Steve Jobs Announces iPhone SDK
An anonymous reader writes "It finally happened. Steve Jobs announced an iPhone SDK today. The plan is to release it in February, and the suggestion is that apps will need to be digitally signed (not unlike digital signing in Leopard). Here's hoping that developing for the iPhone/Touch will be cheap (or free) enough to allow the folks who have been writing apps to continue doing so.

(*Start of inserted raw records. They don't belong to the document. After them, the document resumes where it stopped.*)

//! Rendering of context snippets and the final prompt.

use contextor_core::{ScoredResult, WebSnippet};

pub fn format_history(result: &ScoredResult) -> String {
    let mut header = format!(
        "[CHAT HISTORY | Similarity: {:.3} | Chat: {}",
        result.similarity, result.metadata.conversation_id
    );
    if let Some(updated) = result.metadata.last_updated {
        header.push_str(&format!(" | Date: {}", updated.format("%Y-%m-%d")));
    }
    format!("{header}]\n{}\n---", result.content.trim())
}

pub fn format_web(snippet: &WebSnippet) -> String {
    format!(
        "[WEB SEARCH | Source: {} | URL: {}]\nTitle: {}\nContent: {}\n---",
        snippet.source, snippet.url, snippet.title, snippet.content
    )
}

/// Wrap rendered context around the query. Without context the prompt is
/// the query itself.
pub fn build_prompt(parts: &[String], query: &str) -> String {
    if parts.is_empty() {
        return query.to_string();
    }
    format!(
        "\nAnswer the user query using your knowledge and the relevant context below.\nRELEVANT CONTEXT: {}\nUSER QUERY: {}",
        parts.join("\n"),
        query
    )
}

#[cfg(test)]
mod tests {
    use super::*;
    use chrono::{TimeZone, Utc};
    use contextor_core::DocumentMetadata;

    fn scored(last_updated: Option<chrono::DateTime<Utc>>) -> ScoredResult {
        ScoredResult {
            content: "  [USER]: hi\n\n[ASSISTANT]: hello \n".into(),
            metadata: DocumentMetadata {
                conversation_id: "chat-7".into(),
                message_count: 2,
                last_updated,
                source_file: "chat-7.json".into(),
                chunk_kind: None,
            },
            similarity: 0.81234,
            token_count: 9,
        }
    }

    #[test]
    fn history_header_with_date() {
        let ts = Utc.with_ymd_and_hms(2024, 2, 29, 23, 0, 0).unwrap();
        assert_eq!(
            format_history(&scored(Some(ts))),
            "[CHAT HISTORY | Similarity: 0.812 | Chat: chat-7 | Date: 2024-02-29]\n[USER]: hi\n\n[ASSISTANT]: hello\n---"
        );
    }

    #[test]
    fn history_header_without_date() {
        assert!(format_history(&scored(None)).starts_with("[CHAT HISTORY | Similarity: 0.812 | Chat: chat-7]\n"));
    }

    #[test]
    fn web_block() {
        let snippet = WebSnippet {
            title: "Rust".into(),
            url: "https://rust-lang.org".into(),
            source: "duckduckgo".into(),
            content: "A language".into(),
            rank: 1,
            token_count: 3,
            scraped: true,
        };
        assert_eq!(
            format_web(&snippet),
            "[WEB SEARCH | Source: duckduckgo | URL: https://rust-lang.org]\nTitle: Rust\nContent: A language\n---"
        );
    }

    #[test]
    fn empty_context_is_bare_query() {
        assert_eq!(build_prompt(&[], "hello"), "hello");
    }

    #[test]
    fn prompt_template() {
        let prompt = build_prompt(&["a".into(), "b".into()], "q?");
        assert_eq!(
            prompt,
            "\nAnswer the user query using your knowledge and the relevant context below.\nRELEVANT CONTEXT: a\nb\nUSER QUERY: q?"
        );
    }
}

Says Jobs: 'It will take until February to release an SDK because we're trying to do two diametrically opposed things at once--provide an advanced and open platform to developers while at the same time protect iPhone users from viruses, malware, privacy attacks, etc. This is no easy task.'"
Here's the quote that may have misled:
So, what they're really saying is that they're hoping to do something along the same lines as signing, but not signing per se. This actually may be the most interesting part of their announcement, in that it could signal the next step forwards in indicating trust and providing clarity of who worked on what. Here's hoping it's not just repackaging.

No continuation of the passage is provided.